** Requirement **
A verbatim copy of each record is required.

** Available data **
━━━━━━━━━━━━━━━━━━━━

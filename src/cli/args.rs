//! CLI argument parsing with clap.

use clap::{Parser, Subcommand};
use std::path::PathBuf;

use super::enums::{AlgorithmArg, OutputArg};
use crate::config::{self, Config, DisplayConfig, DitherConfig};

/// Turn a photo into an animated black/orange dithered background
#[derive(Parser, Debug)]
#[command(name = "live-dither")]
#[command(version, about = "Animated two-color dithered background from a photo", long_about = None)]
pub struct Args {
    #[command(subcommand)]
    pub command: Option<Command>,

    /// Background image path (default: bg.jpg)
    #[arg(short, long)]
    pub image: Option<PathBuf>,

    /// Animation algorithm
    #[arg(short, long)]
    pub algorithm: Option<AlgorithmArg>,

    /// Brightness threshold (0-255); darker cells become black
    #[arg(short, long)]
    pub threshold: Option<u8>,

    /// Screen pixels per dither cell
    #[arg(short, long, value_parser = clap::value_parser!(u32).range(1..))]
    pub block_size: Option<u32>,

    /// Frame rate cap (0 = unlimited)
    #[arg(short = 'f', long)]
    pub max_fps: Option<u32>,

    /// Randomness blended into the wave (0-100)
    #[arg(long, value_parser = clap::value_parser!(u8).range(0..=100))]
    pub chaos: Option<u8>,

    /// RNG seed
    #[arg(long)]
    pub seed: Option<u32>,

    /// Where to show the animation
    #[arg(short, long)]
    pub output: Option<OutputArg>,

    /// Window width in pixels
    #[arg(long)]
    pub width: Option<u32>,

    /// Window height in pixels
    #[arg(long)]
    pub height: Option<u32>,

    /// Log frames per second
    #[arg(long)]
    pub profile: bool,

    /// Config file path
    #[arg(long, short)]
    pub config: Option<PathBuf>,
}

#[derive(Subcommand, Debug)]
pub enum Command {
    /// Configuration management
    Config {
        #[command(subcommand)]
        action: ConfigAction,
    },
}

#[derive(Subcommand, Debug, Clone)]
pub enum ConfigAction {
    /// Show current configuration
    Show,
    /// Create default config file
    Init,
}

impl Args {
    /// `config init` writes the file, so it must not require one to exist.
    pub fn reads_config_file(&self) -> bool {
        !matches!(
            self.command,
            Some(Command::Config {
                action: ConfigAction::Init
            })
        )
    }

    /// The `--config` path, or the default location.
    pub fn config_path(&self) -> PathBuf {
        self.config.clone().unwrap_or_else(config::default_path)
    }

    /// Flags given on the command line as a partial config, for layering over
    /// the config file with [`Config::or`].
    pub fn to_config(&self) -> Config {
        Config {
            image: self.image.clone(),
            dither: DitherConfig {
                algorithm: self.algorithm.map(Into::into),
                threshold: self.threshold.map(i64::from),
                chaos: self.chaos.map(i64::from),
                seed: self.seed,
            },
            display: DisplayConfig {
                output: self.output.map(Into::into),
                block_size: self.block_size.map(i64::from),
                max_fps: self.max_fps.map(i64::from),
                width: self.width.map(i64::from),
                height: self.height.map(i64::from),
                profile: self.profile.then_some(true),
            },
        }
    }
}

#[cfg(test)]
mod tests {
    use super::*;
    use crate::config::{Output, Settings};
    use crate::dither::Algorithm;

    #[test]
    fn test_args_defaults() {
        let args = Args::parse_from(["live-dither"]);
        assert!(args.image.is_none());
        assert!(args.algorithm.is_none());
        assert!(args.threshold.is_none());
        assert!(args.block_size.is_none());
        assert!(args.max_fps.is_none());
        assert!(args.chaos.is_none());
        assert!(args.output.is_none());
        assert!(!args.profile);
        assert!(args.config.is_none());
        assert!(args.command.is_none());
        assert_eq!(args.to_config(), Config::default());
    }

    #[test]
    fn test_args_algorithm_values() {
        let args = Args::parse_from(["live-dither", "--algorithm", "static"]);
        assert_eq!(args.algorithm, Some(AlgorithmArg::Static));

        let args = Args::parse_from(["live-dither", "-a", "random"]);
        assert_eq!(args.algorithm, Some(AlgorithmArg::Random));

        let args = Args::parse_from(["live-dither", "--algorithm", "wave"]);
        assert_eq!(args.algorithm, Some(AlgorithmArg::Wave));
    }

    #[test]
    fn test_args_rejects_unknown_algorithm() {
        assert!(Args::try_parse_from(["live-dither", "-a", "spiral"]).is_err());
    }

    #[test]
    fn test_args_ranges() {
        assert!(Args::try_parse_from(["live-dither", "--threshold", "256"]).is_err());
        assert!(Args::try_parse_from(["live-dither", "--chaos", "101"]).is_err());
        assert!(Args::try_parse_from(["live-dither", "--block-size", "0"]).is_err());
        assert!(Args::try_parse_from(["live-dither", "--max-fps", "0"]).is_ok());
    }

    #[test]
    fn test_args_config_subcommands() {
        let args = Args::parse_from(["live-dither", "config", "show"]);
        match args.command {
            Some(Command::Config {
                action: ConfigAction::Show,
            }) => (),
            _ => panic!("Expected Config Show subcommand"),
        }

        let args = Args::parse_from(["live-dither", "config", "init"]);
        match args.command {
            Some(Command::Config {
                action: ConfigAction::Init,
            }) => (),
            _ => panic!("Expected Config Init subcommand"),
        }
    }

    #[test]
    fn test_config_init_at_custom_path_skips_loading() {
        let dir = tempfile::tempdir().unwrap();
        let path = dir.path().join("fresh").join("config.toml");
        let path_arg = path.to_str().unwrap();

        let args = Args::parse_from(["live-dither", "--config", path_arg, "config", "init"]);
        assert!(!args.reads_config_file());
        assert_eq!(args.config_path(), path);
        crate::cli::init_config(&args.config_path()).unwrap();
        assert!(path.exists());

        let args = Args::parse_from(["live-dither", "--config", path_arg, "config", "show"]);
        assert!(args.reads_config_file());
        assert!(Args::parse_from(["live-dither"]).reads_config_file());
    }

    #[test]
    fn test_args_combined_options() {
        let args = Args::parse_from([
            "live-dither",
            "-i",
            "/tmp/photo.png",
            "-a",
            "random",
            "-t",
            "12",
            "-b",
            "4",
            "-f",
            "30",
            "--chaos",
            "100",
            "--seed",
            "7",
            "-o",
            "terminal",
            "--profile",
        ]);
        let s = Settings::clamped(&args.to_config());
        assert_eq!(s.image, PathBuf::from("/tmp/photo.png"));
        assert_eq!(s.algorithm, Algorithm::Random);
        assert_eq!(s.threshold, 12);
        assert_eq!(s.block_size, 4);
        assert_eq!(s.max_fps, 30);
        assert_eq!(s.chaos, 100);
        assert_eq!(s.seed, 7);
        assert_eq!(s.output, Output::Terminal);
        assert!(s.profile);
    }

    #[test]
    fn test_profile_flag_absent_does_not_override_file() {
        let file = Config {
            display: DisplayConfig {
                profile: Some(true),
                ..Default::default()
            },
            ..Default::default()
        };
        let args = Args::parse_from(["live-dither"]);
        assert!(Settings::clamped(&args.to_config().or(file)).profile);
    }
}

━━━━━━━━━━━━━━━━━━━━

** Result of this exercise **
filename src/cli/args.rs
//! CLI argument parsing with clap.

use clap::{Parser, Subcommand};
use std::path::PathBuf;

use super::enums::{AlgorithmArg, OutputArg};
use crate::config::{self, Config, DisplayConfig, DitherConfig};

/// Turn a photo into an animated black/orange dithered background
#[derive(Parser, Debug)]
#[command(name = "live-dither")]
#[command(version, about = "Animated two-color dithered background from a photo", long_about = None)]
pub struct Args {
    #[command(subcommand)]
    pub command: Option<Command>,

    /// Background image path (default: bg.jpg)
    #[arg(short, long)]
    pub image: Option<PathBuf>,

    /// Animation algorithm
    #[arg(short, long)]
    pub algorithm: Option<AlgorithmArg>,

    /// Brightness threshold (0-255); darker cells become black
    #[arg(short, long)]
    pub threshold: Option<u8>,

    /// Screen pixels per dither cell
    #[arg(short, long, value_parser = clap::value_parser!(u32).range(1..))]
    pub block_size: Option<u32>,

    /// Frame rate cap (0 = unlimited)
    #[arg(short = 'f', long)]
    pub max_fps: Option<u32>,

    /// Randomness blended into the wave (0-100)
    #[arg(long, value_parser = clap::value_parser!(u8).range(0..=100))]
    pub chaos: Option<u8>,

    /// RNG seed
    #[arg(long)]
    pub seed: Option<u32>,

    /// Where to show the animation
    #[arg(short, long)]
    pub output: Option<OutputArg>,

    /// Window width in pixels
    #[arg(long)]
    pub width: Option<u32>,

    /// Window height in pixels
    #[arg(long)]
    pub height: Option<u32>,

    /// Log frames per second
    #[arg(long)]
    pub profile: bool,

    /// Config file path
    #[arg(long, short)]
    pub config: Option<PathBuf>,
}

#[derive(Subcommand, Debug)]
pub enum Command {
    /// Configuration management
    Config {
        #[command(subcommand)]
        action: ConfigAction,
    },
}

#[derive(Subcommand, Debug, Clone)]
pub enum ConfigAction {
    /// Show current configuration
    Show,
    /// Create default config file
    Init,
}

impl Args {
    /// `config init` writes the file, so it must not require one to exist.
    pub fn reads_config_file(&self) -> bool {
        !matches!(
            self.command,
            Some(Command::Config {
                action: ConfigAction::Init
            })
        )
    }

    /// The `--config` path, or the default location.
    pub fn config_path(&self) -> PathBuf {
        self.config.clone().unwrap_or_else(config::default_path)
    }

    /// Flags given on the command line as a partial config, for layering over
    /// the config file with [`Config::or`].
    pub fn to_config(&self) -> Config {
        Config {
            image: self.image.clone(),
            dither: DitherConfig {
                algorithm: self.algorithm.map(Into::into),
                threshold: self.threshold.map(i64::from),
                chaos: self.chaos.map(i64::from),
                seed: self.seed,
            },
            display: DisplayConfig {
                output: self.output.map(Into::into),
                block_size: self.block_size.map(i64::from),
                max_fps: self.max_fps.map(i64::from),
                width: self.width.map(i64::from),
                height: self.height.map(i64::from),
                profile: self.profile.then_some(true),
            },
        }
    }
}

#[cfg(test)]
mod tests {
    use super::*;
    use crate::config::{Output, Settings};
    use crate::dither::Algorithm;

    #[test]
    fn test_args_defaults() {
        let args = Args::parse_from(["live-dither"]);
        assert!(args.image.is_none());
        assert!(args.algorithm.is_none());
        assert!(args.threshold.is_none());
        assert!(args.block_size.is_none());
        assert!(args.max_fps.is_none());
        assert!(args.chaos.is_none());
        assert!(args.output.is_none());
        assert!(!args.profile);
        assert!(args.config.is_none());
        assert!(args.command.is_none());
        assert_eq!(args.to_config(), Config::default());
    }

    #[test]
    fn test_args_algorithm_values() {
        let args = Args::parse_from(["live-dither", "--algorithm", "static"]);
        assert_eq!(args.algorithm, Some(AlgorithmArg::Static));

        let args = Args::parse_from(["live-dither", "-a", "random"]);
        assert_eq!(args.algorithm, Some(AlgorithmArg::Random));

        let args = Args::parse_from(["live-dither", "--algorithm", "wave"]);
        assert_eq!(args.algorithm, Some(AlgorithmArg::Wave));
    }

    #[test]
    fn test_args_rejects_unknown_algorithm() {
        assert!(Args::try_parse_from(["live-dither", "-a", "spiral"]).is_err());
    }

    #[test]
    fn test_args_ranges() {
        assert!(Args::try_parse_from(["live-dither", "--threshold", "256"]).is_err());
        assert!(Args::try_parse_from(["live-dither", "--chaos", "101"]).is_err());
        assert!(Args::try_parse_from(["live-dither", "--block-size", "0"]).is_err());
        assert!(Args::try_parse_from(["live-dither", "--max-fps", "0"]).is_ok());
    }

    #[test]
    fn test_args_config_subcommands() {
        let args = Args::parse_from(["live-dither", "config", "show"]);
        match args.command {
            Some(Command::Config {
                action: ConfigAction::Show,
            }) => (),
            _ => panic!("Expected Config Show subcommand"),
        }

        let args = Args::parse_from(["live-dither", "config", "init"]);
        match args.command {
            Some(Command::Config {
                action: ConfigAction::Init,
            }) => (),
            _ => panic!("Expected Config Init subcommand"),
        }
    }

    #[test]
    fn test_config_init_at_custom_path_skips_loading() {
        let dir = tempfile::tempdir().unwrap();
        let path = dir.path().join("fresh").join("config.toml");
        let path_arg = path.to_str().unwrap();

        let args = Args::parse_from(["live-dither", "--config", path_arg, "config", "init"]);
        assert!(!args.reads_config_file());
        assert_eq!(args.config_path(), path);
        crate::cli::init_config(&args.config_path()).unwrap();
        assert!(path.exists());

        let args = Args::parse_from(["live-dither", "--config", path_arg, "config", "show"]);
        assert!(args.reads_config_file());
        assert!(Args::parse_from(["live-dither"]).reads_config_file());
    }

    #[test]
    fn test_args_combined_options() {
        let args = Args::parse_from([
            "live-dither",
            "-i",
            "/tmp/photo.png",
            "-a",
            "random",
            "-t",
            "12",
            "-b",
            "4",
            "-f",
            "30",
            "--chaos",
            "100",
            "--seed",
            "7",
            "-o",
            "terminal",
            "--profile",
        ]);
        let s = Settings::clamped(&args.to_config());
        assert_eq!(s.image, PathBuf::from("/tmp/photo.png"));
        assert_eq!(s.algorithm, Algorithm::Random);
        assert_eq!(s.threshold, 12);
        assert_eq!(s.block_size, 4);
        assert_eq!(s.max_fps, 30);
        assert_eq!(s.chaos, 100);
        assert_eq!(s.seed, 7);
        assert_eq!(s.output, Output::Terminal);
        assert!(s.profile);
    }

    #[test]
    fn test_profile_flag_absent_does_not_override_file() {
        let file = Config {
            display: DisplayConfig {
                profile: Some(true),
                ..Default::default()
            },
            ..Default::default()
        };
        let args = Args::parse_from(["live-dither"]);
        assert!(Settings::clamped(&args.to_config().or(file)).profile);
    }
}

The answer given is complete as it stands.